• **Task input**:

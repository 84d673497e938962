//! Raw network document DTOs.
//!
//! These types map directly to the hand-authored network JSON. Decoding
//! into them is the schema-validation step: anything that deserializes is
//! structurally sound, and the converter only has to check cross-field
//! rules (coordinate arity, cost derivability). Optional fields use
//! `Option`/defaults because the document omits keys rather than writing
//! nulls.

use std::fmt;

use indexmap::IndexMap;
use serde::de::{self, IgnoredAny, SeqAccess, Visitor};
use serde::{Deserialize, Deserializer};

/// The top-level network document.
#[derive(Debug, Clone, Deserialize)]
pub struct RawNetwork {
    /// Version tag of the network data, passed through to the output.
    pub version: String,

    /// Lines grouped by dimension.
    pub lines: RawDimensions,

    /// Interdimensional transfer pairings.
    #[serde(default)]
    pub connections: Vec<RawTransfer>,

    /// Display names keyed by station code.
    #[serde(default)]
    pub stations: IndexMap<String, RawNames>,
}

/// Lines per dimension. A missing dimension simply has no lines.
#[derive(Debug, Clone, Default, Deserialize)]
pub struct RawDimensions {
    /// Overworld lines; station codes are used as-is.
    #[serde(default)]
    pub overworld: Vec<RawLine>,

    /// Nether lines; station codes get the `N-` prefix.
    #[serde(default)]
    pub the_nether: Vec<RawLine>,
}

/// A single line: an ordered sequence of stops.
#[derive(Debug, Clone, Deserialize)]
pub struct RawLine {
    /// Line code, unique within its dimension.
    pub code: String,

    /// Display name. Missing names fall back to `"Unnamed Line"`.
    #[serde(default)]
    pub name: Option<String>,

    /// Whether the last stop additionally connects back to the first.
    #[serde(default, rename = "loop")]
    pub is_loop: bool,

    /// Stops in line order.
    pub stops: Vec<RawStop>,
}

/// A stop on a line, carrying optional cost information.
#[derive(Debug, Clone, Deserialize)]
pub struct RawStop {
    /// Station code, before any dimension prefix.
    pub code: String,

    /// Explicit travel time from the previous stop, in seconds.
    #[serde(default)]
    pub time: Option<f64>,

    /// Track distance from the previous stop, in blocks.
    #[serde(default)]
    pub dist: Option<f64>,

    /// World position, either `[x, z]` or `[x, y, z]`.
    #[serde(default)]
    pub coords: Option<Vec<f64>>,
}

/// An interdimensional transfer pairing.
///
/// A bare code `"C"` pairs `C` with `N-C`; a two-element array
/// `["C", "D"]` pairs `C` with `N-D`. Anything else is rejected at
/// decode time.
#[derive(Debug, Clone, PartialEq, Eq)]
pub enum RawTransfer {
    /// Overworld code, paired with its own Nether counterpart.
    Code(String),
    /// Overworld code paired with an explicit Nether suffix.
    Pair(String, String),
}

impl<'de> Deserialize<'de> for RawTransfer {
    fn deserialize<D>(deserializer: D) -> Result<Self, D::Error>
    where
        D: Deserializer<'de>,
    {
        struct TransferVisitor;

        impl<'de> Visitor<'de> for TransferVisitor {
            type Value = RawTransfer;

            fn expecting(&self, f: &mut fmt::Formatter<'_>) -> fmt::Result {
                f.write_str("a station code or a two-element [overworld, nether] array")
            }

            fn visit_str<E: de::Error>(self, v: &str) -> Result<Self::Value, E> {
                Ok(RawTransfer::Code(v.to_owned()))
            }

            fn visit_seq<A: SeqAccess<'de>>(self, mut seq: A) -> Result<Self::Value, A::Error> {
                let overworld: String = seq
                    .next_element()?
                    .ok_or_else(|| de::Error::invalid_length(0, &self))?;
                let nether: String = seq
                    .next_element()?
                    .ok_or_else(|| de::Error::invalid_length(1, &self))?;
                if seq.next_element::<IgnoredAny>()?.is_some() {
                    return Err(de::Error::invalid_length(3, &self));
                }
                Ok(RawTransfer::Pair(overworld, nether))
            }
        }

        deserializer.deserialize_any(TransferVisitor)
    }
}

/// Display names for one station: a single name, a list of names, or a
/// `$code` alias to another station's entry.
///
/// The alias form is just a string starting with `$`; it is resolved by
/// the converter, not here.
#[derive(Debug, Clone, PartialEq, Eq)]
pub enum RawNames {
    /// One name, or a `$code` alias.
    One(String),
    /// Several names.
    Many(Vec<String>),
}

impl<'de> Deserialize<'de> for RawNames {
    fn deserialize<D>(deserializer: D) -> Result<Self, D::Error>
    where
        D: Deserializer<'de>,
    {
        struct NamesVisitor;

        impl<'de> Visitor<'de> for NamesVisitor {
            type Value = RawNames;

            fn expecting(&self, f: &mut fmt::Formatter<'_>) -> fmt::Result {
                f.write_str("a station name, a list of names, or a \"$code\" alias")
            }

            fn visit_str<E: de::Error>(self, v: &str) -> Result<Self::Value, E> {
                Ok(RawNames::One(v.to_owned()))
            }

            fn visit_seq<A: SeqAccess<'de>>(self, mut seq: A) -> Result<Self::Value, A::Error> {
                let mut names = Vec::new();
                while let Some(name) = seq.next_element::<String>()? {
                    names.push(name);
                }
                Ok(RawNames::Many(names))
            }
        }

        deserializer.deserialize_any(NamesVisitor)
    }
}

• **What needs to be done**: Retype all of the entries. Keep each one exactly as written.

• **Reply to the exercise**:
repository 84d673497e938962
//! Raw network document DTOs.
//!
//! These types map directly to the hand-authored network JSON. Decoding
//! into them is the schema-validation step: anything that deserializes is
//! structurally sound, and the converter only has to check cross-field
//! rules (coordinate arity, cost derivability). Optional fields use
//! `Option`/defaults because the document omits keys rather than writing
//! nulls.

use std::fmt;

use indexmap::IndexMap;
use serde::de::{self, IgnoredAny, SeqAccess, Visitor};
use serde::{Deserialize, Deserializer};

/// The top-level network document.
#[derive(Debug, Clone, Deserialize)]
pub struct RawNetwork {
    /// Version tag of the network data, passed through to the output.
    pub version: String,

    /// Lines grouped by dimension.
    pub lines: RawDimensions,

    /// Interdimensional transfer pairings.
    #[serde(default)]
    pub connections: Vec<RawTransfer>,

    /// Display names keyed by station code.
    #[serde(default)]
    pub stations: IndexMap<String, RawNames>,
}

/// Lines per dimension. A missing dimension simply has no lines.
#[derive(Debug, Clone, Default, Deserialize)]
pub struct RawDimensions {
    /// Overworld lines; station codes are used as-is.
    #[serde(default)]
    pub overworld: Vec<RawLine>,

    /// Nether lines; station codes get the `N-` prefix.
    #[serde(default)]
    pub the_nether: Vec<RawLine>,
}

/// A single line: an ordered sequence of stops.
#[derive(Debug, Clone, Deserialize)]
pub struct RawLine {
    /// Line code, unique within its dimension.
    pub code: String,

    /// Display name. Missing names fall back to `"Unnamed Line"`.
    #[serde(default)]
    pub name: Option<String>,

    /// Whether the last stop additionally connects back to the first.
    #[serde(default, rename = "loop")]
    pub is_loop: bool,

    /// Stops in line order.
    pub stops: Vec<RawStop>,
}

/// A stop on a line, carrying optional cost information.
#[derive(Debug, Clone, Deserialize)]
pub struct RawStop {
    /// Station code, before any dimension prefix.
    pub code: String,

    /// Explicit travel time from the previous stop, in seconds.
    #[serde(default)]
    pub time: Option<f64>,

    /// Track distance from the previous stop, in blocks.
    #[serde(default)]
    pub dist: Option<f64>,

    /// World position, either `[x, z]` or `[x, y, z]`.
    #[serde(default)]
    pub coords: Option<Vec<f64>>,
}

/// An interdimensional transfer pairing.
///
/// A bare code `"C"` pairs `C` with `N-C`; a two-element array
/// `["C", "D"]` pairs `C` with `N-D`. Anything else is rejected at
/// decode time.
#[derive(Debug, Clone, PartialEq, Eq)]
pub enum RawTransfer {
    /// Overworld code, paired with its own Nether counterpart.
    Code(String),
    /// Overworld code paired with an explicit Nether suffix.
    Pair(String, String),
}

impl<'de> Deserialize<'de> for RawTransfer {
    fn deserialize<D>(deserializer: D) -> Result<Self, D::Error>
    where
        D: Deserializer<'de>,
    {
        struct TransferVisitor;

        impl<'de> Visitor<'de> for TransferVisitor {
            type Value = RawTransfer;

            fn expecting(&self, f: &mut fmt::Formatter<'_>) -> fmt::Result {
                f.write_str("a station code or a two-element [overworld, nether] array")
            }

            fn visit_str<E: de::Error>(self, v: &str) -> Result<Self::Value, E> {
                Ok(RawTransfer::Code(v.to_owned()))
            }

            fn visit_seq<A: SeqAccess<'de>>(self, mut seq: A) -> Result<Self::Value, A::Error> {
                let overworld: String = seq
                    .next_element()?
                    .ok_or_else(|| de::Error::invalid_length(0, &self))?;
                let nether: String = seq
                    .next_element()?
                    .ok_or_else(|| de::Error::invalid_length(1, &self))?;
                if seq.next_element::<IgnoredAny>()?.is_some() {
                    return Err(de::Error::invalid_length(3, &self));
                }
                Ok(RawTransfer::Pair(overworld, nether))
            }
        }

        deserializer.deserialize_any(TransferVisitor)
    }
}

/// Display names for one station: a single name, a list of names, or a
/// `$code` alias to another station's entry.
///
/// The alias form is just a string starting with `$`; it is resolved by
/// the converter, not here.
#[derive(Debug, Clone, PartialEq, Eq)]
pub enum RawNames {
    /// One name, or a `$code` alias.
    One(String),
    /// Several names.
    Many(Vec<String>),
}

impl<'de> Deserialize<'de> for RawNames {
    fn deserialize<D>(deserializer: D) -> Result<Self, D::Error>
    where
        D: Deserializer<'de>,
    {
        struct NamesVisitor;

        impl<'de> Visitor<'de> for NamesVisitor {
            type Value = RawNames;

            fn expecting(&self, f: &mut fmt::Formatter<'_>) -> fmt::Result {
                f.write_str("a station name, a list of names, or a \"$code\" alias")
            }

            fn visit_str<E: de::Error>(self, v: &str) -> Result<Self::Value, E> {
                Ok(RawNames::One(v.to_owned()))
            }

            fn visit_seq<A: SeqAccess<'de>>(self, mut seq: A) -> Result<Self::Value, A::Error> {
                let mut names = Vec::new();
                while let Some(name) = seq.next_element::<String>()? {
                    names.push(name);
                }
                Ok(RawNames::Many(names))
            }
        }

        deserializer.deserialize_any(NamesVisitor)
    }
}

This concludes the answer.